Post by Patricia » Tue May 11, 2021 11:16 pm

California's Department of Education is working on a new framework for K-12 mathematics that discourages gifted students from enrolling in accelerated classes that study advanced concepts like calculus.

The draft of the framework is hundreds of pages long and covers a wide range of topics. But its overriding concern is inequity. The department is worried that too many students are sorted into different math tracks based on their natural abilities, which leads some to take calculus by their senior year of high school while others don't make it past basic algebra. The department's solution is to prohibit any sorting until high school, keeping gifted kids in the same classrooms as their less mathematically inclined peers until at least grade nine.

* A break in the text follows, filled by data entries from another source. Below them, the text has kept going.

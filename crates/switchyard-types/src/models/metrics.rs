//! Point-in-time channel metrics.

use chrono::{DateTime, Utc};
use serde::{Deserialize, Serialize};
use std::fmt;

/// Health classification used to bias routing.
#[derive(Debug, Clone, Copy, PartialEq, Eq, Default, Serialize, Deserialize)]
#[serde(rename_all = "snake_case")]
#[repr(u8)]
pub enum HealthState {
    /// No verdict yet (new channel)
    #[default]
    Checking = 0,
    Healthy = 1,
    Unhealthy = 2,
}

impl HealthState {
    pub fn from_u8(raw: u8) -> Self {
        match raw {
            1 => HealthState::Healthy,
            2 => HealthState::Unhealthy,
            _ => HealthState::Checking,
        }
    }
}

impl fmt::Display for HealthState {
    fn fmt(&self, f: &mut fmt::Formatter<'_>) -> fmt::Result {
        match self {
            HealthState::Checking => write!(f, "checking"),
            HealthState::Healthy => write!(f, "healthy"),
            HealthState::Unhealthy => write!(f, "unhealthy"),
        }
    }
}

/// Snapshot of one channel's counters.
#[derive(Debug, Clone, PartialEq, Serialize, Deserialize)]
pub struct ChannelMetrics {
    pub channel_id: String,
    pub requests: u64,
    pub successes: u64,
    pub failures: u64,
    pub tokens: u64,
    /// Exponentially weighted average latency in milliseconds
    pub avg_latency_ms: f64,
    pub health: HealthState,
    pub consecutive_failures: u32,
    pub in_flight: u32,
    /// Dispatches in the rolling one-minute window
    pub recent_dispatches: u32,
    pub last_success_at: Option<DateTime<Utc>>,
    pub last_failure_at: Option<DateTime<Utc>>,
    pub last_used_at: Option<DateTime<Utc>>,
}

impl ChannelMetrics {
    pub fn success_rate(&self) -> f64 {
        let finished = self.successes + self.failures;
        if finished == 0 {
            1.0
        } else {
            self.successes as f64 / finished as f64
        }
    }
}
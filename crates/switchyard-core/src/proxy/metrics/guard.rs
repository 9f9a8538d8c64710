//! RAII guard for cancellation-safe in-flight counting.

use std::sync::atomic::Ordering;
use std::sync::Arc;

use super::ChannelCounters;

/// Holds one in-flight slot on a channel. Decrements on drop, so a caller
/// that abandons a request mid-stream cannot leak the count.
pub struct InFlightGuard {
    counters: Arc<ChannelCounters>,
}

impl InFlightGuard {
    pub(super) fn new(counters: Arc<ChannelCounters>) -> Self {
        counters.in_flight.fetch_add(1, Ordering::SeqCst);
        Self { counters }
    }

    pub fn channel_id(&self) -> &str {
        &self.counters.channel_id
    }
}

impl Drop for InFlightGuard {
    fn drop(&mut self) {
        let _ = self.counters.in_flight.fetch_update(Ordering::SeqCst, Ordering::SeqCst, |v| {
            if v > 0 {
                Some(v - 1)
            } else {
                None
            }
        });
    }
}
//! Adaptive strategy switching.
//!
//! Outcomes are credited to the strategy that made the pick. A small slice
//! of traffic explores the other strategies so they keep producing samples.
//! When a window closes, the strategy with the best success rate among
//! those with enough samples becomes active.

use parking_lot::Mutex;
use rand::seq::SliceRandom;
use rand::Rng;
use std::collections::HashMap;
use std::time::{Duration, Instant};
use switchyard_types::models::AdaptiveConfig;
use switchyard_types::StrategyKind;

use crate::proxy::prometheus;

#[derive(Debug, Default, Clone, Copy, PartialEq, Eq)]
pub struct WindowStats {
    pub attempts: u64,
    pub successes: u64,
}

impl WindowStats {
    fn success_rate(&self) -> f64 {
        if self.attempts == 0 {
            return 0.0;
        }
        self.successes as f64 / self.attempts as f64
    }
}

struct AdaptiveState {
    active: StrategyKind,
    window_started: Instant,
    stats: HashMap<StrategyKind, WindowStats>,
}

pub struct AdaptiveController {
    config: AdaptiveConfig,
    state: Mutex<AdaptiveState>,
}

impl AdaptiveController {
    pub fn new(config: AdaptiveConfig, initial: StrategyKind) -> Self {
        let initial = if initial == StrategyKind::Adaptive { StrategyKind::BestPerformance } else { initial };
        Self {
            config,
            state: Mutex::new(AdaptiveState {
                active: initial,
                window_started: Instant::now(),
                stats: HashMap::new(),
            }),
        }
    }

    pub fn active(&self) -> StrategyKind {
        self.state.lock().active
    }

    pub fn window_stats(&self, kind: StrategyKind) -> WindowStats {
        self.state.lock().stats.get(&kind).copied().unwrap_or_default()
    }

    /// Strategy for the next pick.
    pub fn choose(&self) -> StrategyKind {
        let active = self.active();
        let ratio = self.config.exploration_ratio.clamp(0.0, 1.0);
        let mut rng = rand::thread_rng();
        if ratio > 0.0 && rng.gen_bool(ratio) {
            let others: Vec<StrategyKind> =
                StrategyKind::CONCRETE.iter().copied().filter(|k| *k != active).collect();
            if let Some(kind) = others.choose(&mut rng) {
                return *kind;
            }
        }
        active
    }

    /// Credit an outcome; returns the new active strategy when it changed.
    pub fn report(&self, kind: StrategyKind, success: bool) -> Option<StrategyKind> {
        self.report_at(kind, success, Instant::now())
    }

    pub(crate) fn report_at(&self, kind: StrategyKind, success: bool, now: Instant) -> Option<StrategyKind> {
        let mut state = self.state.lock();
        let stats = state.stats.entry(kind).or_default();
        stats.attempts += 1;
        if success {
            stats.successes += 1;
        }

        let window = Duration::from_secs(self.config.window_secs);
        if now.saturating_duration_since(state.window_started) < window {
            return None;
        }

        let switched = self.evaluate(&mut state);
        state.window_started = now;
        state.stats.clear();
        switched
    }

    fn evaluate(&self, state: &mut AdaptiveState) -> Option<StrategyKind> {
        let min_samples = self.config.min_samples;
        let active_rate = state
            .stats
            .get(&state.active)
            .filter(|s| s.attempts >= min_samples)
            .map(WindowStats::success_rate);

        let (best, best_rate) = StrategyKind::CONCRETE
            .iter()
            .filter_map(|k| {
                let stats = state.stats.get(k)?;
                (stats.attempts >= min_samples).then(|| (*k, stats.success_rate()))
            })
            .fold(None, |acc: Option<(StrategyKind, f64)>, (k, rate)| match acc {
                Some((_, best_rate)) if best_rate >= rate => acc,
                _ => Some((k, rate)),
            })?;

        if best == state.active || active_rate.is_some_and(|r| r >= best_rate) {
            return None;
        }

        tracing::info!(
            "🔀 Adaptive selector switching {} → {} (success rate {:.3} vs {:?})",
            state.active,
            best,
            best_rate,
            active_rate
        );
        prometheus::record_strategy_switch(&best.to_string());
        state.active = best;
        Some(best)
    }
}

"The inequity of mathematics tracking in California can be undone through a coordinated approach in grades 6–12," reads a January 2021 draft of the framework. "In summary, middle-school students are best served in heterogeneous classes."

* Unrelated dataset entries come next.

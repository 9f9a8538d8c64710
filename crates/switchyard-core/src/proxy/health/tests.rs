use super::*;
use async_trait::async_trait;
use parking_lot::Mutex;
use std::collections::{BTreeSet, HashMap};
use std::sync::Arc;
use std::time::Duration;
use switchyard_types::models::{ChannelStatus, HealthConfig};
use switchyard_types::{Channel, Credential, ErrorKind, GatewayError, HealthState, Provider, ProviderFamily};

use crate::proxy::metrics::MetricsStore;
use crate::proxy::registry::Registry;

/// Probe answering from a per-channel script.
#[derive(Default)]
struct ScriptedProbe {
    results: Mutex<HashMap<String, Result<u64, GatewayError>>>,
}

impl ScriptedProbe {
    fn set(&self, channel_id: &str, result: Result<u64, GatewayError>) {
        self.results.lock().insert(channel_id.to_string(), result);
    }
}

#[async_trait]
impl ChannelProbe for ScriptedProbe {
    async fn probe(&self, channel: &Channel) -> Result<u64, GatewayError> {
        self.results.lock().get(&channel.id).cloned().unwrap_or(Ok(1))
    }
}

struct SlowProbe;

#[async_trait]
impl ChannelProbe for SlowProbe {
    async fn probe(&self, _channel: &Channel) -> Result<u64, GatewayError> {
        tokio::time::sleep(Duration::from_secs(30)).await;
        Ok(1)
    }
}

fn channel(id: &str) -> Channel {
    Channel {
        id: id.into(),
        tenant_id: "t1".into(),
        provider_id: "openai".into(),
        credential: Credential::new("k"),
        endpoint: None,
        models: vec![],
        weight: 1,
        priority: 0,
        rate_limit_per_minute: None,
        status: ChannelStatus::Active,
    }
}

fn setup(probe: Arc<dyn ChannelProbe>, config: HealthConfig) -> (Arc<HealthChecker>, Arc<Registry>, Arc<MetricsStore>) {
    let registry = Arc::new(Registry::new(Duration::from_secs(30)));
    registry
        .register_provider(Provider {
            id: "openai".into(),
            name: "OpenAI".into(),
            family: ProviderFamily::OpenAI,
            base_url: "https://api.example.com/v1".into(),
            models: BTreeSet::from(["m1".to_string()]),
        })
        .unwrap();
    for id in ["c1", "c2"] {
        registry.upsert_channel(channel(id)).unwrap();
    }
    let metrics = Arc::new(MetricsStore::new());
    let checker = HealthChecker::new(config, Arc::clone(&registry), Arc::clone(&metrics), probe);
    (checker, registry, metrics)
}

#[tokio::test]
async fn test_threshold_failures_then_one_success() {
    let (checker, _, _) = setup(Arc::new(ScriptedProbe::default()), HealthConfig::default());

    for _ in 0..4 {
        assert_eq!(checker.observe("c1", false, Duration::from_millis(5), 0), None);
    }
    assert_ne!(checker.health("c1"), HealthState::Unhealthy);

    assert_eq!(checker.observe("c1", false, Duration::from_millis(5), 0), Some(HealthState::Unhealthy));
    assert_eq!(checker.health("c1"), HealthState::Unhealthy);

    assert_eq!(checker.observe("c1", true, Duration::from_millis(5), 3), Some(HealthState::Healthy));
    assert_eq!(checker.health("c1"), HealthState::Healthy);
}

#[tokio::test]
async fn test_cooldown_delays_recovery() {
    let config = HealthConfig { failure_threshold: 1, recovery_cooldown_secs: 3600, ..Default::default() };
    let (checker, _, _) = setup(Arc::new(ScriptedProbe::default()), config);

    checker.observe("c1", false, Duration::from_millis(1), 0);
    assert_eq!(checker.health("c1"), HealthState::Unhealthy);
    assert_eq!(checker.observe("c1", true, Duration::from_millis(1), 0), None);
    assert_eq!(checker.health("c1"), HealthState::Unhealthy);
}

#[tokio::test]
async fn test_first_success_leaves_checking() {
    let (checker, _, _) = setup(Arc::new(ScriptedProbe::default()), HealthConfig::default());
    assert_eq!(checker.health("c1"), HealthState::Checking);
    assert_eq!(checker.observe("c1", true, Duration::from_millis(1), 0), Some(HealthState::Healthy));
}

#[tokio::test]
async fn test_feed_applies_transitions() {
    let config = HealthConfig { failure_threshold: 2, ..Default::default() };
    let (checker, _, metrics) = setup(Arc::new(ScriptedProbe::default()), config);
    let feed = checker.spawn_feed();

    for _ in 0..2 {
        let record = metrics.record_outcome("c1", false, Duration::from_millis(1), 0);
        feed.send(HealthSignal {
            channel_id: "c1".into(),
            success: false,
            consecutive_failures: record.consecutive_failures,
        });
    }

    for _ in 0..50 {
        if checker.health("c1") == HealthState::Unhealthy {
            break;
        }
        tokio::time::sleep(Duration::from_millis(10)).await;
    }
    assert_eq!(checker.health("c1"), HealthState::Unhealthy);
    checker.shutdown();
}

#[tokio::test]
async fn test_probe_round_covers_active_channels() {
    let probe = Arc::new(ScriptedProbe::default());
    probe.set("c2", Err(GatewayError::new(ErrorKind::UpstreamServerError, "down")));
    let config = HealthConfig { failure_threshold: 1, ..Default::default() };
    let (checker, registry, metrics) = setup(probe, config);
    registry.upsert_channel(Channel { status: ChannelStatus::Disabled, ..channel("c3") }).unwrap();

    let mut results = checker.run_probe_round().await;
    results.sort_by(|a, b| a.channel_id.cmp(&b.channel_id));

    assert_eq!(results.len(), 2);
    assert!(results[0].success);
    assert_eq!(results[0].health, HealthState::Healthy);
    assert!(!results[1].success);
    assert_eq!(results[1].health, HealthState::Unhealthy);
    assert_eq!(metrics.snapshot("c3").requests, 0);
}

#[tokio::test]
async fn test_invalid_credential_disables_channel() {
    let probe = Arc::new(ScriptedProbe::default());
    probe.set("c1", Err(GatewayError::new(ErrorKind::InvalidCredential, "Authentication failed (HTTP 401)")));
    let (checker, registry, _) = setup(probe, HealthConfig::default());

    let result = checker.probe_channel(&registry.channel("c1").unwrap()).await;
    assert!(result.disabled);
    assert_eq!(result.error.unwrap().kind, ErrorKind::InvalidCredential);
    assert_eq!(registry.channel("c1").unwrap().status, ChannelStatus::Disabled);
    let ids: Vec<String> = registry.list_channels("t1", None).unwrap().into_iter().map(|c| c.id).collect();
    assert_eq!(ids, vec!["c2"]);
}

#[tokio::test]
async fn test_auto_disable_can_be_turned_off() {
    let probe = Arc::new(ScriptedProbe::default());
    probe.set("c1", Err(GatewayError::new(ErrorKind::InvalidCredential, "denied")));
    let config = HealthConfig { auto_disable_on_invalid_credential: false, ..Default::default() };
    let (checker, registry, _) = setup(probe, config);

    let result = checker.probe_channel(&registry.channel("c1").unwrap()).await;
    assert!(!result.disabled);
    assert!(registry.channel("c1").unwrap().is_active());
}

#[tokio::test(start_paused = true)]
async fn test_probe_timeout_is_a_failure() {
    let config = HealthConfig { probe_timeout_secs: 1, failure_threshold: 1, ..Default::default() };
    let (checker, registry, _) = setup(Arc::new(SlowProbe), config);

    let result = checker.probe_channel(&registry.channel("c1").unwrap()).await;
    assert!(!result.success);
    assert_eq!(result.error.unwrap().kind, ErrorKind::UpstreamTimeout);
    assert_eq!(result.health, HealthState::Unhealthy);
}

In fact, the framework concludes that calculus is overvalued, even for gifted students.

"The push to calculus in grade twelve is itself misguided," says the framework.

As evidence for this claim, the framework cites the fact that many students who take calculus end up having to retake it in college anyway. Of course, de-prioritizing instruction in high school calculus would not really solve this problem — and in fact would likely make it worse — but the department does not seem overly worried. The framework's overriding perspective is that teaching the tough stuff is college's problem: The K-12 system should concern itself with making "every kid fall in love with math." Good luck with that, if by "every kid" you mean to include those from groups who, in their natural habitats, never learned to count beyond ten fingers in ten thousand years.

Broadly speaking, making "every kid fall in love with math" entails making math as easy and un-math-like as possible. Math is "really" about language and culture and "social justice," and "no one is naturally better at it than anyone else," according to the framework.

"All students deserve powerful mathematics; we reject ideas of natural gifts and talents," reads a bullet point in chapter one of the framework. "The belief that 'I treat everyone the same' is insufficient: Active efforts in mathematics teaching are required in order to counter the cultural forces that have led to and continue to perpetuate current inequities."

Have we reached peak egalitarian insanity yet?

The entire second chapter of the framework is about "connecting math to social justice concepts" like bias and "racism": "Teachers can support discussions that center mathematical reasoning rather than issues of status and bias by intentionally defining what it means to do and learn mathematics together in ways that include and highlight the languages, identities, and practices of historically marginalized communities." Teachers should also think creatively about what math even entails: "To encourage truly equitable and engaging mathematics classrooms we need to broaden perceptions of mathematics beyond methods and answers so that students come to view mathematics as a connected, multi-dimensional subject that is about sense making and reasoning, to which they can contribute and belong."

Contrary to what this guidance seems to suggest, math is certainly not something that all children are "equally capable of learning" or enjoying. Some young people clearly excel at math, even at very early ages. Many schools offer advanced mathematics to a select group of students well before the high school level so that they can take calculus by their junior or senior year. It's done this way for a reason: The students who like math (usually a minority) should have the opportunity to move on as rapidly as possible. This is good for them -- and deeply important for our nation and civilization.

Holding back students who are gifted at math is a crime against Nature and against our future as a race and people.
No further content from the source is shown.